Dataset entries:
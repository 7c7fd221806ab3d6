//! Fresh Grad Jobs API
//!
//! Authentication core of the job board:
//! - Email/password sign-in against the users table
//! - HS256 bearer tokens carrying the account's id and role
//! - Per-route role gates for admin, employer and fresh graduate areas

pub mod api;
pub mod cli;
pub mod config;
pub mod domain;
pub mod infrastructure;

pub use config::AppConfig;

use std::sync::Arc;

use api::state::AppState;
use config::DatabaseConfig;
use domain::IdentityRepository;
use infrastructure::{
    auth::{
        Argon2Hasher, AuthService, CredentialVerifier, SignInPolicy, TokenIssuer, TokenVerifier,
    },
    identity::{InMemoryIdentityRepository, MySqlIdentityRepository},
};
use tracing::{info, warn};

/// Create the application state with custom configuration
///
/// Fails when no signing secret is configured.
pub async fn create_app_state_with_config(config: &AppConfig) -> anyhow::Result<AppState> {
    let repository = create_identity_repository(&config.database)?;

    build_app_state(config, repository)
}

/// Pick the data store adapter for the configured database
pub fn create_identity_repository(
    config: &DatabaseConfig,
) -> anyhow::Result<Arc<dyn IdentityRepository>> {
    match &config.url {
        Some(url) => {
            let repository = MySqlIdentityRepository::connect_lazy(
                url,
                config.max_connections,
                config.acquire_timeout(),
            )?;
            info!(
                max_connections = config.max_connections,
                "Using MySQL identity repository"
            );
            Ok(Arc::new(repository))
        }
        None => {
            warn!("No database URL configured, using empty in-memory identity repository");
            Ok(Arc::new(InMemoryIdentityRepository::new()))
        }
    }
}

/// Wire token handling and sign-in around an identity repository
pub fn build_app_state(
    config: &AppConfig,
    repository: Arc<dyn IdentityRepository>,
) -> anyhow::Result<AppState> {
    let token_config = config.auth.token_config()?;
    let issuer = Arc::new(TokenIssuer::new(&token_config));
    let verifier = Arc::new(TokenVerifier::new(&token_config));

    let lookup_timeout = config.database.lookup_timeout();
    let credentials = CredentialVerifier::new(
        repository.clone(),
        Arc::new(Argon2Hasher::new()),
        lookup_timeout,
        config.auth.stored_hash_format(),
    )?;

    let policy = SignInPolicy {
        require_approval: config.auth.require_approval_at_signin,
        lookup_timeout,
    };
    let auth_service = Arc::new(AuthService::new(
        credentials,
        issuer.clone(),
        repository.clone(),
        policy,
    ));

    info!(
        issuer = %token_config.issuer,
        token_ttl_secs = issuer.ttl().num_seconds(),
        require_approval = policy.require_approval,
        "Auth services initialized"
    );

    Ok(AppState::new(auth_service, verifier, repository))
}

#[cfg(test)]
mod tests {
    use super::*;
    use crate::domain::AuthError;

    #[test]
    fn test_build_app_state_requires_secret() {
        let config = AppConfig::default();
        let err = build_app_state(&config, Arc::new(InMemoryIdentityRepository::new()))
            .err()
            .expect("state without a secret");

        assert!(matches!(
            err.downcast_ref::<AuthError>(),
            Some(AuthError::SigningError(_))
        ));
    }

    #[test]
    fn test_in_memory_repository_without_url() {
        assert!(create_identity_repository(&DatabaseConfig::default()).is_ok());
    }

    #[tokio::test]
    async fn test_create_app_state_with_secret() {
        let mut config = AppConfig::default();
        config.auth.secret = "lib-secret".to_string();
        config.auth.bcrypt_cost = 4;

        assert!(create_app_state_with_config(&config).await.is_ok());
    }
}
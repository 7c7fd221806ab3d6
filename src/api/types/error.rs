//! JSON error responses

use axum::{
    http::StatusCode,
    response::{IntoResponse, Response},
    Json,
};
use serde::Serialize;

use crate::domain::AuthError;

/// Error body: `{status:"error", message, code?}`
#[derive(Debug, Clone, Serialize)]
pub struct ApiErrorResponse {
    pub status: String,
    pub message: String,
    #[serde(skip_serializing_if = "Option::is_none")]
    pub code: Option<String>,
}

/// API error with status code
#[derive(Debug)]
pub struct ApiError {
    pub status: StatusCode,
    pub response: ApiErrorResponse,
}

impl ApiError {
    /// Create a new API error
    pub fn new(status: StatusCode, message: impl Into<String>) -> Self {
        Self {
            status,
            response: ApiErrorResponse {
                status: "error".to_string(),
                message: message.into(),
                code: None,
            },
        }
    }

    /// Add error code
    pub fn with_code(mut self, code: impl Into<String>) -> Self {
        self.response.code = Some(code.into());
        self
    }

    pub fn bad_request(message: impl Into<String>) -> Self {
        Self::new(StatusCode::BAD_REQUEST, message)
    }
}

impl IntoResponse for ApiError {
    fn into_response(self) -> Response {
        (self.status, Json(self.response)).into_response()
    }
}

impl From<AuthError> for ApiError {
    fn from(err: AuthError) -> Self {
        let status = match &err {
            AuthError::InvalidCredentials
            | AuthError::AuthHeaderMissing
            | AuthError::MalformedToken
            | AuthError::UnexpectedSigningMethod(_)
            | AuthError::InvalidSignature
            | AuthError::TokenExpired
            | AuthError::MissingClaim(_) => StatusCode::UNAUTHORIZED,
            AuthError::AccountSuspended
            | AuthError::AccountNotApproved
            | AuthError::InsufficientPermissions => StatusCode::FORBIDDEN,
            AuthError::DataStoreUnavailable => StatusCode::SERVICE_UNAVAILABLE,
            AuthError::SigningError(_) => StatusCode::INTERNAL_SERVER_ERROR,
        };

        // Signing failures carry library detail that stays in the logs
        let message = match &err {
            AuthError::SigningError(_) => "Failed to issue token".to_string(),
            other => other.to_string(),
        };

        Self::new(status, message).with_code(err.kind())
    }
}

impl std::fmt::Display for ApiError {
    fn fmt(&self, f: &mut std::fmt::Formatter<'_>) -> std::fmt::Result {
        write!(f, "{}: {}", self.status.as_u16(), self.response.message)
    }
}

impl std::error::Error for ApiError {}
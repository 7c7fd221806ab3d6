//! Fresh graduate routes

use std::sync::Arc;

use axum::{middleware, routing::get, Router};

use crate::api::auth::current_identity;
use crate::api::middleware::{role_gate, RoleGate};
use crate::api::state::AppState;
use crate::domain::Role;
use crate::infrastructure::auth::TokenVerifier;

pub fn create_freshgrad_router(verifier: Arc<TokenVerifier>) -> Router<AppState> {
    Router::new()
        .route("/me", get(current_identity))
        .route_layer(middleware::from_fn_with_state(
            RoleGate::only(verifier, Role::FreshGrad),
            role_gate,
        ))
}
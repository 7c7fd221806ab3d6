//! Sign-in and token refresh orchestration

use std::sync::Arc;
use std::time::Duration;

use tracing::{error, info, warn};

use crate::domain::auth::AuthError;
use crate::domain::identity::{IdentityId, IdentityRepository, Role};

use super::credentials::{with_timeout, CredentialVerifier};
use super::token::TokenIssuer;

/// Sign-in policy knobs
#[derive(Debug, Clone, Copy)]
pub struct SignInPolicy {
    /// Refuse non-admin accounts that have not been approved yet
    pub require_approval: bool,
    pub lookup_timeout: Duration,
}

/// Issues tokens for verified credentials and refreshes them
pub struct AuthService {
    credentials: CredentialVerifier,
    issuer: Arc<TokenIssuer>,
    repository: Arc<dyn IdentityRepository>,
    policy: SignInPolicy,
}

impl std::fmt::Debug for AuthService {
    fn fmt(&self, f: &mut std::fmt::Formatter<'_>) -> std::fmt::Result {
        f.debug_struct("AuthService")
            .field("credentials", &self.credentials)
            .field("issuer", &self.issuer)
            .field("policy", &self.policy)
            .finish()
    }
}

impl AuthService {
    pub fn new(
        credentials: CredentialVerifier,
        issuer: Arc<TokenIssuer>,
        repository: Arc<dyn IdentityRepository>,
        policy: SignInPolicy,
    ) -> Self {
        Self {
            credentials,
            issuer,
            repository,
            policy,
        }
    }

    /// Check credentials and account standing, then issue a token
    pub async fn sign_in(&self, email: &str, password: &str) -> Result<String, AuthError> {
        info!(email = %email, "Sign-in attempt");

        let verified = self.credentials.verify(email, password).await.inspect_err(|e| {
            warn!(email = %email, reason = e.kind(), "Sign-in rejected");
        })?;

        if verified.suspended {
            warn!(user_id = %verified.id, "Sign-in refused for suspended account");
            return Err(AuthError::AccountSuspended);
        }

        if self.policy.require_approval && verified.role != Role::Admin && !verified.approved {
            warn!(user_id = %verified.id, "Sign-in refused for unapproved account");
            return Err(AuthError::AccountNotApproved);
        }

        let token = self
            .issuer
            .issue(verified.id, verified.role)
            .inspect_err(log_signing_failure(verified.id))?;

        info!(user_id = %verified.id, role = %verified.role, "User signed in");

        Ok(token)
    }

    /// Issue a new token carrying the role currently stored for `id`
    pub async fn refresh(&self, id: IdentityId) -> Result<String, AuthError> {
        let role = with_timeout(self.policy.lookup_timeout, self.repository.lookup_role(id))
            .await?
            .ok_or_else(|| {
                warn!(user_id = %id, "Refresh refused for unknown account");
                AuthError::InvalidCredentials
            })?;

        let token = self
            .issuer
            .issue(id, role)
            .inspect_err(log_signing_failure(id))?;

        info!(user_id = %id, role = %role, "Token refreshed");

        Ok(token)
    }
}

/// Signing errors reach clients only as a bare 500, so the cause is logged here
fn log_signing_failure(id: IdentityId) -> impl FnOnce(&AuthError) {
    move |e| error!(error = %e, user_id = %id, "Failed to issue token")
}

Exercise directions:
The lines from the one holding "move |e| error!(error" through the end of the listing above are to be written out exactly, both ends included, and no others.

Task output:
    move |e| error!(error = %e, user_id = %id, "Failed to issue token")
}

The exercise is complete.